## PROVIDED INFORMATION
//! Path normalization and cross-seed keying.

use crate::model::Torrent;

/// Canonicalize a path for cross-platform comparison: lowercase,
/// backslashes replaced with forward slashes, trailing slash stripped.
/// An empty input stays empty.
#[must_use]
pub fn normalize(raw: &str) -> String {
    if raw.is_empty() {
        return String::new();
    }
    let unified = raw.replace('\\', "/").to_ascii_lowercase();
    unified
        .strip_suffix('/')
        .map_or(unified.clone(), str::to_string)
}

/// Key used to group torrents that point at identical on-disk content,
/// i.e. cross-seeds. `None` when `content_path` is empty (no stable key
/// can be formed, so the torrent is excluded from cross-seed grouping).
#[must_use]
pub fn cross_seed_key(torrent: &Torrent) -> Option<(String, String)> {
    if torrent.content_path.is_empty() {
        return None;
    }
    Some((
        normalize(&torrent.content_path),
        normalize(&torrent.save_path),
    ))
}

/// Whether a torrent's content path is indistinguishable from its bare
/// save directory — the client reported a shared directory rather than
/// the torrent's own content, so content-scoped destructive actions are
/// unsafe.
#[must_use]
pub fn is_content_path_ambiguous(torrent: &Torrent) -> bool {
    normalize(&torrent.content_path) == normalize(&torrent.save_path)
}

/// Whether `full` resolves to a location inside `base` once both are
/// cleaned. Used to reject traversal before following the hardlink
/// index's or the mover's path arithmetic.
#[must_use]
pub fn is_path_inside_base(base: &str, full: &str) -> bool {
    let base = normalize(base);
    let full = normalize(full);
    if base.is_empty() || full.is_empty() {
        return false;
    }
    let relative = match full.strip_prefix(&base) {
        Some(rest) => rest,
        None => return false,
    };
    if relative.is_empty() {
        return true;
    }
    let Some(relative) = relative.strip_prefix('/') else {
        return false;
    };
    !relative
        .split('/')
        .any(|segment| segment == ".." || segment == ".")
}

#[cfg(test)]
mod tests {
    use super::*;

    fn torrent_with_paths(content_path: &str, save_path: &str) -> Torrent {
        use crate::model::TorrentStateKind;
        Torrent {
            hash: "h".into(),
            name: "n".into(),
            category: String::new(),
            tags: Vec::new(),
            tracker: String::new(),
            state: TorrentStateKind::Seeding,
            size: 0,
            total_size: 0,
            downloaded: 0,
            uploaded: 0,
            amount_left: 0,
            ratio: 0.0,
            progress: 1.0,
            availability: 0.0,
            dl_speed: 0,
            up_speed: 0,
            seeds: 0,
            leechs: 0,
            complete: 0,
            incomplete: 0,
            trackers_count: 0,
            added_on: 0,
            completion_on: 0,
            last_activity: 0,
            seeding_time: 0,
            time_active: 0,
            save_path: save_path.into(),
            content_path: content_path.into(),
            comment: String::new(),
            private: false,
        }
    }

    #[test]
    fn normalize_is_idempotent() {
        let path = r"C:\Data\Movies\\";
        assert_eq!(normalize(&normalize(path)), normalize(path));
    }

    #[test]
    fn normalize_strips_trailing_slash_and_folds_separators() {
        assert_eq!(normalize("/Data/Movies/"), "/data/movies");
        assert_eq!(normalize(r"C:\Data\Movies"), "c:/data/movies");
    }

    #[test]
    fn cross_seed_key_requires_content_path() {
        let torrent = torrent_with_paths("", "/data/movies");
        assert_eq!(cross_seed_key(&torrent), None);

        let torrent = torrent_with_paths("/data/movies/Example", "/data/movies");
        assert_eq!(
            cross_seed_key(&torrent),
            Some(("/data/movies/example".into(), "/data/movies".into()))
        );
    }

    #[test]
    fn ambiguous_when_content_equals_save_path() {
        let torrent = torrent_with_paths("/data/movies", "/data/movies");
        assert!(is_content_path_ambiguous(&torrent));

        let torrent = torrent_with_paths("/data/movies/Example", "/data/movies");
        assert!(!is_content_path_ambiguous(&torrent));
    }

    #[test]
    fn traversal_outside_base_is_rejected() {
        assert!(is_path_inside_base("/data/movies", "/data/movies/Example"));
        assert!(is_path_inside_base("/data/movies", "/data/movies"));
        assert!(!is_path_inside_base("/data/movies", "/data/movies/../etc"));
        assert!(!is_path_inside_base("/data/movies", "/data/other"));
    }
}
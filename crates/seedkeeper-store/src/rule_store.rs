//! The rule-store collaborator boundary.
//!
//! This workspace does not own rule persistence: some other service owns the
//! rule catalog and exposes it through this trait. The scheduler and API
//! layers depend on [`RuleStore`], never on a concrete implementation.

use async_trait::async_trait;
use seedkeeper_core::Rule;

use crate::error::RuleStoreError;

/// Loads the rule set configured for an instance, in no particular order
/// (the rule processor sorts by `(sortOrder, id)` itself).
#[async_trait]
pub trait RuleStore: Send + Sync {
    /// Return every rule configured for `instance_id`.
    async fn list_rules(&self, instance_id: &str) -> Result<Vec<Rule>, RuleStoreError>;
}
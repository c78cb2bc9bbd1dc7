//! JSON request/response types, kept separate from domain types.

use chrono::{DateTime, Utc};
use seedkeeper_core::{AutomationActivity, Rule};
use seedkeeper_rules::{PreviewMode, PreviewResult};
use seedkeeper_scheduler::CycleReport;
use seedkeeper_store::ActivityRunPage;
use serde::{Deserialize, Serialize};
use uuid::Uuid;

/// `POST /instances/:instance/apply-now` response.
#[derive(Debug, Serialize)]
pub(crate) struct ApplyNowResponse {
    pub(crate) activity_id: Uuid,
    pub(crate) torrents_scanned: usize,
    pub(crate) torrents_matched: usize,
    pub(crate) actions_applied: usize,
}

impl From<CycleReport> for ApplyNowResponse {
    fn from(report: CycleReport) -> Self {
        let actions_applied = report
            .activities
            .iter()
            .filter(|activity| activity.outcome == seedkeeper_core::ActivityOutcome::Success)
            .count();
        Self {
            activity_id: report.activity_id,
            torrents_scanned: report.torrents_scanned,
            torrents_matched: report.torrents_matched,
            actions_applied,
        }
    }
}

/// Which preview semantics a `rules/preview` request wants.
#[derive(Debug, Clone, Copy, Default, Deserialize)]
#[serde(rename_all = "snake_case")]
pub(crate) enum PreviewModeDto {
    /// Every torrent the condition matches, independent of match order.
    #[default]
    Eligible,
    /// The ordered prefix of matches needed to satisfy the rule's `FREE_SPACE` target.
    Needed,
}

impl From<PreviewModeDto> for PreviewMode {
    fn from(mode: PreviewModeDto) -> Self {
        match mode {
            PreviewModeDto::Eligible => Self::Eligible,
            PreviewModeDto::Needed => Self::Needed,
        }
    }
}

fn default_example_limit() -> usize {
    20
}

/// `POST /instances/:instance/rules/preview` request body.
#[derive(Debug, Deserialize)]
pub(crate) struct PreviewRequest {
    pub(crate) rule: Rule,
    #[serde(default)]
    pub(crate) mode: PreviewModeDto,
    #[serde(default = "default_example_limit")]
    pub(crate) example_limit: usize,
}

#[derive(Debug, Serialize)]
pub(crate) struct PreviewExampleDto {
    pub(crate) hash: String,
    pub(crate) name: String,
    pub(crate) tracker: String,
}

/// `POST /instances/:instance/rules/preview` response.
#[derive(Debug, Serialize)]
pub(crate) struct PreviewResponse {
    pub(crate) total_matches: usize,
    pub(crate) examples: Vec<PreviewExampleDto>,
}

impl From<PreviewResult> for PreviewResponse {
    fn from(result: PreviewResult) -> Self {
        Self {
            total_matches: result.total_matches,
            examples: result
                .examples
                .into_iter()
                .map(|example| PreviewExampleDto {
                    hash: example.hash,
                    name: example.name,
                    tracker: example.tracker,
                })
                .collect(),
        }
    }
}

/// `GET /instances/:instance/activity/:activity_id` query parameters.
#[derive(Debug, Deserialize)]
pub(crate) struct ActivityRunQuery {
    #[serde(default)]
    pub(crate) offset: usize,
    #[serde(default = "default_activity_limit")]
    pub(crate) limit: usize,
}

fn default_activity_limit() -> usize {
    100
}

/// `GET /instances/:instance/activity/:activity_id` response.
#[derive(Debug, Serialize)]
pub(crate) struct ActivityRunPageDto {
    pub(crate) instance_id: String,
    pub(crate) created_at: DateTime<Utc>,
    pub(crate) total: usize,
    pub(crate) items: Vec<AutomationActivity>,
}

impl From<ActivityRunPage> for ActivityRunPageDto {
    fn from(page: ActivityRunPage) -> Self {
        Self {
            instance_id: page.instance_id,
            created_at: page.created_at,
            total: page.total,
            items: page.items,
        }
    }
}
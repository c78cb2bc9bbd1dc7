#![forbid(unsafe_code)]
#![deny(
    warnings,
    dead_code,
    unused,
    unused_imports,
    unused_must_use,
    unreachable_pub,
    clippy::all,
    clippy::pedantic,
    clippy::cargo,
    clippy::nursery,
    rustdoc::broken_intra_doc_links,
    rustdoc::bare_urls,
    missing_docs
)]
#![allow(clippy::module_name_repetitions, clippy::multiple_crate_versions)]

//! Event bus for cycle and activity observability.
//!
//! The bus provides a typed event enum, sequential identifiers, and support
//! for replaying recent events when subscribers reconnect (e.g. SSE clients
//! supplying `Last-Event-ID`). Internally it uses `tokio::broadcast` with a
//! bounded buffer; when the channel overflows, the oldest events are dropped.

pub mod error;

use std::collections::VecDeque;
use std::sync::{Arc, Mutex, MutexGuard};

use chrono::{DateTime, Utc};
use tokio::sync::broadcast;
use tokio::sync::broadcast::{Receiver, Sender};
use tracing::error;
use uuid::Uuid;

pub use error::{EventBusError, EventBusResult};

/// Identifier assigned to each event emitted by the bus.
pub type EventId = u64;

/// Default buffer size for the in-memory replay ring.
const DEFAULT_REPLAY_CAPACITY: usize = 1_024;

/// Typed domain events surfaced by the automation core.
#[derive(Debug, Clone, serde::Serialize, serde::Deserialize, PartialEq, Eq)]
#[serde(tag = "type", rename_all = "snake_case")]
pub enum Event {
    /// A scan or apply-now cycle started for an instance.
    CycleStarted {
        /// Instance the cycle is running against.
        instance_id: String,
        /// Activity run identifier assigned to the cycle.
        activity_id: Uuid,
    },
    /// A cycle finished and produced an activity run.
    CycleCompleted {
        /// Instance the cycle ran against.
        instance_id: String,
        /// Activity run identifier the cycle produced.
        activity_id: Uuid,
        /// Number of torrents that matched at least one rule.
        torrents_matched: u32,
        /// Number of actions applied (excludes no-ops and dry-run records).
        actions_applied: u32,
    },
    /// A cycle aborted before completing.
    CycleFailed {
        /// Instance the cycle was running against.
        instance_id: String,
        /// Human-readable failure detail.
        reason: String,
    },
    /// An individual action was applied, skipped, or failed.
    ActivityRecorded {
        /// Instance the action was applied against.
        instance_id: String,
        /// Torrent hash the action targeted.
        hash: String,
        /// Action kind label, e.g. `"delete"`.
        action: &'static str,
        /// Outcome label, e.g. `"success"`, `"failed"`, `"dry_run"`.
        outcome: &'static str,
    },
    /// The hardlink index for an instance was invalidated, forcing a rebuild.
    HardlinkIndexInvalidated {
        /// Instance whose hardlink index was invalidated.
        instance_id: String,
    },
    /// System health status changed (degraded or restored components).
    HealthChanged {
        /// Components currently considered degraded.
        degraded: Vec<String>,
    },
}

impl Event {
    /// Machine-friendly discriminator for SSE consumers and log fields.
    #[must_use]
    pub const fn kind(&self) -> &'static str {
        match self {
            Self::CycleStarted { .. } => "cycle_started",
            Self::CycleCompleted { .. } => "cycle_completed",
            Self::CycleFailed { .. } => "cycle_failed",
            Self::ActivityRecorded { .. } => "activity_recorded",
            Self::HardlinkIndexInvalidated { .. } => "hardlink_index_invalidated",
            Self::HealthChanged { .. } => "health_changed",
        }
    }
}

/// Metadata wrapper around events. Each envelope tracks the event id and
/// emission timestamp.
#[derive(Debug, Clone, serde::Serialize, serde::Deserialize, PartialEq, Eq)]
pub struct EventEnvelope {
    /// Monotonic identifier assigned to the wrapped event.
    pub id: EventId,
    /// Timestamp recording when the envelope was produced.
    pub timestamp: DateTime<Utc>,
    /// Wrapped event payload.
    pub event: Event,
}

/// Shared event bus built on top of `tokio::broadcast`.
#[derive(Clone)]
pub struct EventBus {
    sender: Sender<EventEnvelope>,
    buffer: Arc<Mutex<VecDeque<EventEnvelope>>>,
    next_id: Arc<std::sync::atomic::AtomicU64>,
    replay_capacity: usize,
}

impl EventBus {
    /// Construct a new bus with the provided broadcast capacity.
    ///
    /// # Panics
    ///
    /// Panics if `capacity` is zero.
    #[must_use]
    pub fn with_capacity(capacity: usize) -> Self {
        assert!(capacity > 0, "event bus capacity must be positive");
        let (sender, _) = broadcast::channel(capacity);
        Self {
            sender,
            buffer: Arc::new(Mutex::new(VecDeque::with_capacity(capacity))),
            next_id: Arc::new(std::sync::atomic::AtomicU64::new(1)),
            replay_capacity: capacity,
        }
    }

    /// Construct a bus with the default in-memory buffer size.
    #[must_use]
    pub fn new() -> Self {
        Self::with_capacity(DEFAULT_REPLAY_CAPACITY)
    }

    /// Publish a new event to the bus, assigning it a sequential identifier.
    ///
    /// # Panics
    ///
    /// Panics if the replay buffer mutex has been poisoned.
    pub fn publish(&self, event: Event) -> EventId {
        let id = self
            .next_id
            .fetch_add(1, std::sync::atomic::Ordering::Relaxed);
        let envelope = EventEnvelope {
            id,
            timestamp: Utc::now(),
            event,
        };

        {
            let mut buffer = self.lock_buffer();
            if buffer.len() == self.replay_capacity {
                buffer.pop_front();
            }
            buffer.push_back(envelope.clone());
        }

        let _ = self.sender.send(envelope);
        id
    }

    /// Subscribe to the bus, replaying any buffered events newer than `since_id`.
    ///
    /// # Panics
    ///
    /// Panics if the replay buffer mutex has been poisoned.
    #[must_use]
    pub fn subscribe(&self, since_id: Option<EventId>) -> EventStream {
        let mut backlog = VecDeque::new();
        if let Some(since) = since_id {
            let buffer = self.lock_buffer();
            for item in &*buffer {
                if item.id > since {
                    backlog.push_back(item.clone());
                }
            }
        }

        let receiver = self.sender.subscribe();
        EventStream { backlog, receiver }
    }

    /// Return a snapshot of buffered events newer than the supplied identifier.
    ///
    /// # Panics
    ///
    /// Panics if the replay buffer mutex has been poisoned.
    #[must_use]
    pub fn backlog_since(&self, since_id: EventId) -> Vec<EventEnvelope> {
        let buffer = self.lock_buffer();
        buffer.iter().filter(|item| item.id > since_id).cloned().collect()
    }

    fn lock_buffer(&self) -> MutexGuard<'_, VecDeque<EventEnvelope>> {
        match self.buffer.lock() {
            Ok(guard) => guard,
            Err(poisoned) => {
                error!("event buffer mutex poisoned; continuing with recovered guard");
                poisoned.into_inner()
            }
        }
    }
}

impl Default for EventBus {
    fn default() -> Self {
        Self::new()
    }
}

/// Stream wrapper that yields events either from the replay backlog or from
/// the live broadcast channel.
pub struct EventStream {
    backlog: VecDeque<EventEnvelope>,
    receiver: Receiver<EventEnvelope>,
}

impl EventStream {
    /// Receive the next event, respecting the replay backlog first.
    pub async fn next(&mut self) -> Option<EventEnvelope> {
        if let Some(event) = self.backlog.pop_front() {
            return Some(event);
        }

        match self.receiver.recv().await {
            Ok(event) => Some(event),
            Err(broadcast::error::RecvError::Lagged(_)) => self.receiver.recv().await.ok(),
            Err(broadcast::error::RecvError::Closed) => None,
        }
    }
}

#[cfg(test)]
mod tests {
    use super::*;

    #[test]
    fn event_kinds_cover_all_variants() {
        let id = Uuid::nil();
        assert_eq!(
            Event::CycleStarted { instance_id: "main".into(), activity_id: id }.kind(),
            "cycle_started"
        );
        assert_eq!(
            Event::HealthChanged { degraded: vec!["hardlink_index".into()] }.kind(),
            "health_changed"
        );
    }

    #[tokio::test]
    async fn publish_then_subscribe_replays_backlog() {
        let bus = EventBus::with_capacity(8);
        let first = bus.publish(Event::HardlinkIndexInvalidated {
            instance_id: "main".into(),
        });

        let mut stream = bus.subscribe(Some(first - 1));
        let envelope = stream.next().await.expect("replayed event");
        assert_eq!(envelope.id, first);
    }

    #[test]
    fn overflow_drops_oldest_buffered_event() {
        let bus = EventBus::with_capacity(2);
        bus.publish(Event::HardlinkIndexInvalidated { instance_id: "a".into() });
        bus.publish(Event::HardlinkIndexInvalidated { instance_id: "b".into() });
        let third = bus.publish(Event::HardlinkIndexInvalidated { instance_id: "c".into() });

        let backlog = bus.backlog_since(0);
        assert_eq!(backlog.len(), 2);
        assert_eq!(backlog.last().unwrap().id, third);
    }
}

## GOAL OF THE EXERCISE
Your answer should consist only of the lines above between the line holding "impl From<PreviewModeDto> for" and the line holding "impl From<PreviewResult> for", inclusive, each transcribed exactly.

## SOLUTION FOR THIS PROBLEM
impl From<PreviewModeDto> for PreviewMode {
    fn from(mode: PreviewModeDto) -> Self {
        match mode {
            PreviewModeDto::Eligible => Self::Eligible,
            PreviewModeDto::Needed => Self::Needed,
        }
    }
}

fn default_example_limit() -> usize {
    20
}

/// `POST /instances/:instance/rules/preview` request body.
#[derive(Debug, Deserialize)]
pub(crate) struct PreviewRequest {
    pub(crate) rule: Rule,
    #[serde(default)]
    pub(crate) mode: PreviewModeDto,
    #[serde(default = "default_example_limit")]
    pub(crate) example_limit: usize,
}

#[derive(Debug, Serialize)]
pub(crate) struct PreviewExampleDto {
    pub(crate) hash: String,
    pub(crate) name: String,
    pub(crate) tracker: String,
}

/// `POST /instances/:instance/rules/preview` response.
#[derive(Debug, Serialize)]
pub(crate) struct PreviewResponse {
    pub(crate) total_matches: usize,
    pub(crate) examples: Vec<PreviewExampleDto>,
}

impl From<PreviewResult> for PreviewResponse {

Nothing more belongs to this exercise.